Now, it’s Michelle Obama’s turn for a potentially fawning, one-sided feature film. The source of the production, though, may surprise even cynical Hollywood observers.
“Becoming,” debuting May 6 on Netflix, gives us a behind-the-scenes look at the former First Lady.
BECOMING is an intimate look into the life of former First Lady Michelle Obama during a moment of profound change, not only for her personally but for the country she and her husband served over eight impactful years in the White House. The film offers a rare and up-close look at her life, taking viewers behind the scenes as she embarks on a 34-city tour that highlights the power of community to bridge our divides and the spirit of connection that comes when we openly and honestly share our stories.

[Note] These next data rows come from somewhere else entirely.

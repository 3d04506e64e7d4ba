//! RFC1751 English-word encoding of 64-bit blocks
//!
//! Each 8-byte block becomes six words of 11 bits each. The 66th and 65th
//! bits carry a parity over the 64 data bits, taken as the sum of its 2-bit
//! pairs. A parity mismatch on decode is reported through
//! [`Decoded::parity_error`] rather than as an error.

mod words;

use words::{SHORT_WORDS, WORDS};

use crate::error::{Result, XrpError};

const BLOCK_BYTES: usize = 8;
const WORDS_PER_BLOCK: usize = 6;

/// Result of decoding a phrase
#[derive(Debug, Clone, PartialEq, Eq)]
pub struct Decoded {
    pub bytes: Vec<u8>,
    /// Set when any block's parity bits disagree with its data
    pub parity_error: bool,
}

fn parity(block: u64) -> u128 {
    let mut sum = 0u64;
    for i in 0..32 {
        sum += (block >> (2 * i)) & 0b11;
    }
    (sum & 0b11) as u128
}

/// Encode one 64-bit block as six words
pub fn encode_block(block: u64) -> [&'static str; WORDS_PER_BLOCK] {
    let bits = ((block as u128) << 2) | parity(block);
    let mut out = [""; WORDS_PER_BLOCK];
    for (i, word) in out.iter_mut().enumerate() {
        let index = (bits >> (66 - 11 * (i + 1))) & 0x7FF;
        *word = WORDS[index as usize];
    }
    out
}

/// Decode six words into a block, returning it with a parity-error flag
pub fn decode_block(words: &[&str]) -> Result<(u64, bool)> {
    if words.len() != WORDS_PER_BLOCK {
        return Err(XrpError::InvalidWordCount(WORDS_PER_BLOCK));
    }
    let mut bits = 0u128;
    for word in words {
        bits = (bits << 11) | word_index(word)? as u128;
    }
    let block = (bits >> 2) as u64;
    Ok((block, parity(block) != bits & 0b11))
}

/// Encode bytes whose length is a multiple of 8
pub fn encode(bytes: &[u8]) -> Result<String> {
    if bytes.len() % BLOCK_BYTES != 0 {
        return Err(XrpError::InvalidWordCount(BLOCK_BYTES));
    }
    let phrase = bytes
        .chunks_exact(BLOCK_BYTES)
        .flat_map(|chunk| {
            let mut block = [0u8; BLOCK_BYTES];
            block.copy_from_slice(chunk);
            encode_block(u64::from_be_bytes(block))
        })
        .collect::<Vec<_>>()
        .join(" ");
    Ok(phrase)
}

/// Decode a whitespace-separated phrase of 6 words per 8-byte block
pub fn decode(phrase: &str) -> Result<Decoded> {
    let words: Vec<&str> = phrase.split_whitespace().collect();
    if words.is_empty() || words.len() % WORDS_PER_BLOCK != 0 {
        return Err(XrpError::InvalidWordCount(WORDS_PER_BLOCK));
    }
    let mut bytes = Vec::with_capacity(words.len() / WORDS_PER_BLOCK * BLOCK_BYTES);
    let mut parity_error = false;
    for chunk in words.chunks_exact(WORDS_PER_BLOCK) {
        let (block, bad) = decode_block(chunk)?;
        bytes.extend_from_slice(&block.to_be_bytes());
        parity_error |= bad;
    }
    Ok(Decoded {
        bytes,
        parity_error,
    })
}

/// Dictionary index of a word, after the RFC's standardization
/// (uppercase, `1` read as `L`, `0` as `O`, `5` as `S`)
fn word_index(word: &str) -> Result<usize> {
    let normalized: String = word
        .chars()
        .map(|c| match c.to_ascii_uppercase() {
            '1' => 'L',
            '0' => 'O',
            '5' => 'S',
            other => other,
        })
        .collect();
    let found = match normalized.len() {
        1..=3 => WORDS[..SHORT_WORDS]
            .binary_search(&normalized.as_str())
            .ok(),
        4 => WORDS[SHORT_WORDS..]
            .binary_search(&normalized.as_str())
            .ok()
            .map(|i| i + SHORT_WORDS),
        _ => None,
    };
    found.ok_or_else(|| XrpError::UnknownWord(word.to_string()))
}

#[cfg(test)]
mod tests {
    use super::*;

    #[test]
    fn rfc_test_vectors() {
        let cases = [
            ("EB33F77EE73D4053", "TIDE ITCH SLOW REIN RULE MOT"),
            (
                "CCAC2AED591056BE4F90FD441C534766",
                "RASH BUSH MILK LOOK BAD BRIM AVID GAFF BAIT ROT POD LOVE",
            ),
            (
                "EFF81F9BFBC65350920CDD7416DE8009",
                "TROD MUTE TAIL WARM CHAR KONG HAAG CITY BORE O TEAL AWL",
            ),
        ];
        for (key, phrase) in cases {
            let bytes = hex::decode(key).unwrap();
            assert_eq!(encode(&bytes).unwrap(), phrase);
            let decoded = decode(phrase).unwrap();
            assert_eq!(decoded.bytes, bytes);
            assert!(!decoded.parity_error);
        }
    }

    #[test]
    fn decode_is_case_insensitive() {
        let decoded = decode("tide itch slow rein rule mot").unwrap();
        assert_eq!(hex::encode_upper(decoded.bytes), "EB33F77EE73D4053");
    }

    #[test]
    fn parity_mismatch_is_reported_not_raised() {
        // Swapping the last word keeps every word valid but breaks parity
        let decoded = decode("TIDE ITCH SLOW REIN RULE MOW").unwrap();
        assert!(decoded.parity_error);
    }

    #[test]
    fn unknown_word_is_an_error() {
        assert_eq!(
            decode("TIDE ITCH SLOW REIN RULE XYZZY"),
            Err(XrpError::UnknownWord("XYZZY".to_string()))
        );
        assert!(matches!(
            decode("TIDE ITCH SLOW"),
            Err(XrpError::InvalidWordCount(6))
        ));
        assert!(encode(&[1, 2, 3]).is_err());
    }

    #[test]
    fn dictionary_sections_are_sorted() {
        assert!(WORDS[..SHORT_WORDS].windows(2).all(|w| w[0] < w[1]));
        assert!(WORDS[SHORT_WORDS..].windows(2).all(|w| w[0] < w[1]));
        assert!(WORDS[SHORT_WORDS..].iter().all(|w| w.len() == 4));
    }
}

The production shingle behind the film? Higher Ground Productions.
Yes, that’s the same company run by … Barack and Michelle Obama. Netflix shelled out a massive sum to partner with the former First Couple. The company’s first film, “American Factory,” earned awards season buzz last year but didn’t land a Best Documentary Oscar nomination.
Michelle Obama isn’t a politician, technically. She’s still a powerful presence on the political landscape. Many swoon over the notion she could be Joe Biden’s choice for Vice President, a possibility she continues to deny.
Imagine the blowback “Becoming” would receive, sight unseen, had a Republican politician created a movie division and produced a film focusing on him or her.
It would be deafening.
Will “Becoming” inspire a fraction of that reaction? Don’t count on it.